Here's mine, A Ruger Super Redhawk with 9.5 bbl and a Simmons 4x32 Scope It's a definite rush to shoot a 44 . I had a Redhawk that I sold to get my Para LTC. I still miss it. But getting this makes it a little easier.


----------



## rfair (Feb 9, 2009)

Hey guys,
I was wondering where and how to post 516 pieces of 44 mag assorted brass? I couldn't find a sales section!
Some is once fired, some twice and some new! I might sell my dillion dies also.

Randy


----------



## DevilsJohnson (Oct 21, 2007)

Classified section is here

I believe you can't see it till you hit 100 posts though.


----------



## rfair (Feb 9, 2009)

Yup! That's the problem!!


----------



## DJ Niner (Oct 3, 2006)

My 7.5" Redhawk, with 180 grain JHPs loaded over a stiff charge of Winchester 296 ball powder.

(Sorry about the quality of the pic; captured from a vid clip):


----------



## hberttmank (May 5, 2006)

Here's mine


----------



## clanger (Jan 27, 2009)

Nice stuff guys...

Esp the Smith above. :smt023

If I owned that gun, I'd be feelin' 'lucky'. :mrgreen:


----------



## literaltrance (Dec 24, 2008)

DJ Niner said:


> My 7.5" Redhawk, with 180 grain JHPs loaded over a stiff charge of Winchester 296 ball powder.
> 
> (Sorry about the quality of the pic; captured from a vid clip):


Nothing wrong with this pic. Sure, it's not magazine-quality but it clearly shows just what kind of blast you're dealing with when a 44 mag goes off. Very nice :smt023


----------



## Steve2112 (Nov 19, 2008)

literaltrance said:


> Nothing wrong with this pic. Sure, it's not magazine-quality but it clearly shows just what kind of blast you're dealing with when a 44 mag goes off. Very nice :smt023


Yeah, that's what I liked about my Redhawk. It doubled as a handy flamethrower. 

Have I mentioned lately how much I miss that gun?
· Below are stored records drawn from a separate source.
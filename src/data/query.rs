use super::filter::{FilterSpec, Predicate};
use super::model::{Column, Dataset};
use super::sort::SortOrder;
use crate::error::ColumnError;

/// One user interaction's worth of filtering, sorting and truncation.
///
/// Executed as filter → sort → limit. A limit without a sort keeps the first
/// rows in dataset order.
#[derive(Debug, Clone, Default, PartialEq)]
pub struct Query {
    pub filters: FilterSpec,
    pub sort: Option<(Column, SortOrder)>,
    pub limit: Option<usize>,
}

impl Query {
    pub fn new() -> Self {
        Self::default()
    }

    pub fn filter(mut self, column: Column, predicate: Predicate) -> Self {
        self.filters = self.filters.with(column, predicate);
        self
    }

    pub fn sort_by(mut self, column: Column, order: SortOrder) -> Self {
        self.sort = Some((column, order));
        self
    }

    pub fn limit(mut self, n: usize) -> Self {
        self.limit = Some(n);
        self
    }

    /// Run against `dataset`, returning a new view. The source is untouched.
    pub fn run(&self, dataset: &Dataset) -> Result<Dataset, ColumnError> {
        let filtered = self.filters.apply(dataset)?;
        let sorted = match self.sort {
            Some((column, order)) => filtered.sort_by_column(column, order)?,
            None => filtered,
        };
        Ok(match self.limit {
            Some(n) => sorted.head(n),
            None => sorted,
        })
    }
}
use eframe::egui::{self, Ui};
use egui_extras::{Column as TableColumn, TableBuilder};
use health_dashboards::Dataset;

/// Collapsible raw-data view of the query result.
pub fn raw_data(ui: &mut Ui, data: &Dataset) {
    egui::CollapsingHeader::new("Show raw data")
        .default_open(false)
        .show(ui, |ui: &mut Ui| {
            let columns = data.columns();
            TableBuilder::new(ui)
                .striped(true)
                .columns(TableColumn::auto().resizable(true), columns.len())
                .header(20.0, |mut header| {
                    for column in columns {
                        header.col(|ui| {
                            ui.strong(column.header());
                        });
                    }
                })
                .body(|body| {
                    body.rows(18.0, data.len(), |mut row| {
                        let Some(record) = data.get(row.index()) else {
                            return;
                        };
                        for &column in columns {
                            row.col(|ui| {
                                ui.label(record.get(column).to_string());
                            });
                        }
                    });
                });
        });
}
//! Health indicators over time, optionally split by sex.

use super::{ChartSpec, Panel};
use crate::data::filter::ALL;
use crate::data::model::{Column, Dataset};
use crate::data::sort::SortOrder;
use crate::error::ColumnError;

pub const REQUIRED: &[Column] = &[Column::IndicatorName, Column::Year, Column::Value];

#[derive(Debug, Clone, PartialEq, Eq)]
pub struct HealthSelection {
    /// `None` picks the first indicator in the data.
    pub indicator: Option<String>,
    pub sex: String,
}

impl Default for HealthSelection {
    fn default() -> Self {
        Self {
            indicator: None,
            sex: ALL.to_string(),
        }
    }
}

pub fn prepare(raw: &Dataset) -> Dataset {
    raw.coerce_numeric(&[Column::Year, Column::Value])
}

/// Indicator names in first-appearance order.
pub fn indicators(data: &Dataset) -> Result<Vec<String>, ColumnError> {
    Ok(data
        .distinct(Column::IndicatorName)?
        .iter()
        .map(ToString::to_string)
        .collect())
}

/// Sex filter choices for one indicator: [`ALL`] followed by the values
/// present. Empty when the indicator has no sex breakdown, in which case no
/// sex filter applies.
pub fn sex_choices(data: &Dataset, indicator: &str) -> Result<Vec<String>, ColumnError> {
    if !data.has_column(Column::Sex) {
        return Ok(Vec::new());
    }
    let values = data
        .filter_equals(Column::IndicatorName, indicator)?
        .distinct(Column::Sex)?;
    if values.is_empty() {
        return Ok(Vec::new());
    }
    Ok(std::iter::once(ALL.to_string())
        .chain(values.iter().map(ToString::to_string))
        .collect())
}

/// The selected indicator's rows, sorted by year.
pub fn view(data: &Dataset, selection: &HealthSelection) -> Result<Panel, ColumnError> {
    let indicator = match &selection.indicator {
        Some(name) => name.clone(),
        None => match indicators(data)?.into_iter().next() {
            Some(first) => first,
            None => {
                return Ok(Panel {
                    chart: chart(""),
                    table: data.head(0),
                })
            }
        },
    };

    let mut table = data.filter_equals(Column::IndicatorName, &indicator)?;
    if !sex_choices(data, &indicator)?.is_empty() {
        table = table.filter_equals(Column::Sex, &selection.sex)?;
    }
    let table = table.sort_by_column(Column::Year, SortOrder::Ascending)?;

    Ok(Panel {
        chart: chart(&indicator),
        table,
    })
}

fn chart(indicator: &str) -> ChartSpec {
    ChartSpec::line(format!("{indicator} Over Time"), Column::Year, Column::Value).with_markers()
}

#[cfg(test)]
mod tests {
    use pretty_assertions::assert_eq;

    use super::*;
    use crate::data::model::Record;

    fn raw() -> Dataset {
        let rows = [
            ("Life expectancy", "2020", "82.7", Some("Male")),
            ("Life expectancy", "2019", "82.6", Some("Male")),
            ("Life expectancy", "2019", "84.9", Some("Female")),
            ("Infant mortality", "2019", "3.0", None),
            ("Infant mortality", "2018", "x", None),
        ];
        let records = rows
            .iter()
            .map(|&(name, year, value, sex)| {
                Record::new()
                    .with(Column::IndicatorName, name)
                    .with(Column::Year, year)
                    .with(Column::Value, value)
                    .with(Column::Sex, sex)
            })
            .collect();
        Dataset::from_records(
            vec![Column::IndicatorName, Column::Year, Column::Value, Column::Sex],
            records,
        )
    }

    #[test]
    fn indicators_in_source_order() {
        assert_eq!(
            indicators(&prepare(&raw())).unwrap(),
            vec!["Life expectancy", "Infant mortality"]
        );
    }

    #[test]
    fn sex_choices_only_when_present() {
        let data = prepare(&raw());
        assert_eq!(
            sex_choices(&data, "Life expectancy").unwrap(),
            vec!["All", "Male", "Female"]
        );
        assert!(sex_choices(&data, "Infant mortality").unwrap().is_empty());
    }

    #[test]
    fn default_selection_shows_first_indicator_sorted_by_year() {
        let panel = view(&prepare(&raw()), &HealthSelection::default()).unwrap();
        assert_eq!(panel.chart.title, "Life expectancy Over Time");
        let years: Vec<f64> = panel.table.iter().filter_map(|r| r.number(Column::Year)).collect();
        assert_eq!(years, vec![2019.0, 2019.0, 2020.0]);
    }

    #[test]
    fn sex_filter_applies() {
        let selection = HealthSelection {
            indicator: Some("Life expectancy".into()),
            sex: "Female".into(),
        };
        let panel = view(&prepare(&raw()), &selection).unwrap();
        assert_eq!(panel.table.len(), 1);
        assert_eq!(panel.table.get(0).unwrap().number(Column::Value), Some(84.9));
    }

    #[test]
    fn sex_filter_ignored_without_breakdown() {
        let selection = HealthSelection {
            indicator: Some("Infant mortality".into()),
            sex: "Female".into(),
        };
        let panel = view(&prepare(&raw()), &selection).unwrap();
        assert_eq!(panel.table.len(), 2);
        let first = panel.table.get(0).unwrap();
        assert_eq!(first.number(Column::Year), Some(2018.0));
        assert!(first.get(Column::Value).is_missing());
    }

    #[test]
    fn empty_dataset_gives_empty_panel() {
        let data = prepare(&raw()).head(0);
        let panel = view(&data, &HealthSelection::default()).unwrap();
        assert!(panel.table.is_empty());
    }
}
Man, I can be an idiot sometimes.


----------



## JackCrow (Mar 10, 2009)

Yep, gotta love the .44!
I have a 7.5" Ruger SBH, I hope to go hunting with it this year (if I get drawn:watching

I'm saving my money and will add a S&W M29 (pre-lock) to my cabinet one of these days!

So many toys, so little $$.


----------



## Bob Wright (May 10, 2006)

How do I like the .44 Magnum?

Let me count the ways:

Rugers:










And, Smiths:










I DO like 'em.

Bob Wright

Please excuse. The bottom Ruger is only a .44 Special.

Oops! Forgot one. this Ruger was absent the day the family portrait was made:










Its an old three screw. Was a studded barrel model, now gelded.


----------



## clanger (Jan 27, 2009)

Thank you, Robert.

I was hoping you chimed in.

Beautiful line up :smt023....and yes, now I'm _really_ jealous.


----------



## TheReaper (Nov 14, 2008)

Bob Wright said:


> How do I like the .44 Magnum?
> 
> Let me count the ways:
> 
> ...


Now that's a nice looking group Hog Legs.


----------